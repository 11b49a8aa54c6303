//! # VIGIL - Governance for Decentralized Sensor Crews
//!
//! A deterministic governance and consensus state machine providing:
//! - **Identity**: agent registration with anti-Sybil node quotas and
//!   reputation-weighted trust
//! - **Consensus**: Byzantine-fault-tolerant voting rounds scoped to
//!   ad-hoc sensor crews
//! - **Audit**: signed, replay-protected decision records with
//!   deterministic multi-party conflict resolution
//! - **Policy**: tunable governance parameters behind an authorization gate
//!
//! Every public operation is a complete atomic state transition: an external
//! total-order layer delivers calls one at a time with their timestamps, and
//! a failed call leaves no trace. Replicas executing the same call sequence
//! reach identical state.
//!
//! ## Quick Start
//!
//! ```rust
//! use vigil::core::{now, sha3_256, AccessControl};
//! use vigil::events::NotificationLog;
//! use vigil::identity::{AgentRole, IdentityRegistry};
//! use vigil::policy::PolicyStore;
//!
//! let acl = AccessControl::new("admin");
//! let policy = PolicyStore::new();
//! let mut registry = IdentityRegistry::new();
//! let mut events = NotificationLog::new();
//!
//! for (i, role) in AgentRole::ALL.iter().enumerate() {
//!     let id = format!("agent-{i}");
//!     registry
//!         .register("admin", &acl, &id, &format!("node-{i}"), *role, now(), &mut events)
//!         .unwrap();
//! }
//! let members: Vec<String> = (0..4).map(|i| format!("agent-{i}")).collect();
//! let crew_id = registry
//!     .form_crew(&policy, sha3_256(b"anomaly"), &members, 5500, now(), &mut events)
//!     .unwrap();
//! assert_eq!(crew_id, 1);
//! ```

pub mod audit;
pub mod consensus;
pub mod core;
pub mod events;
pub mod identity;
pub mod policy;

pub use crate::core::error::{Error, Result};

Task goal | Retype the data shown above so that each line matches the original.

Result of this task |
repository 11b49a8aa54c6303
//! # VIGIL - Governance for Decentralized Sensor Crews
//!
//! A deterministic governance and consensus state machine providing:
//! - **Identity**: agent registration with anti-Sybil node quotas and
//!   reputation-weighted trust
//! - **Consensus**: Byzantine-fault-tolerant voting rounds scoped to
//!   ad-hoc sensor crews
//! - **Audit**: signed, replay-protected decision records with
//!   deterministic multi-party conflict resolution
//! - **Policy**: tunable governance parameters behind an authorization gate
//!
//! Every public operation is a complete atomic state transition: an external
//! total-order layer delivers calls one at a time with their timestamps, and
//! a failed call leaves no trace. Replicas executing the same call sequence
//! reach identical state.
//!
//! ## Quick Start
//!
//! ```rust
//! use vigil::core::{now, sha3_256, AccessControl};
//! use vigil::events::NotificationLog;
//! use vigil::identity::{AgentRole, IdentityRegistry};
//! use vigil::policy::PolicyStore;
//!
//! let acl = AccessControl::new("admin");
//! let policy = PolicyStore::new();
//! let mut registry = IdentityRegistry::new();
//! let mut events = NotificationLog::new();
//!
//! for (i, role) in AgentRole::ALL.iter().enumerate() {
//!     let id = format!("agent-{i}");
//!     registry
//!         .register("admin", &acl, &id, &format!("node-{i}"), *role, now(), &mut events)
//!         .unwrap();
//! }
//! let members: Vec<String> = (0..4).map(|i| format!("agent-{i}")).collect();
//! let crew_id = registry
//!     .form_crew(&policy, sha3_256(b"anomaly"), &members, 5500, now(), &mut events)
//!     .unwrap();
//! assert_eq!(crew_id, 1);
//! ```

pub mod audit;
pub mod consensus;
pub mod core;
pub mod events;
pub mod identity;
pub mod policy;

pub use crate::core::error::{Error, Result};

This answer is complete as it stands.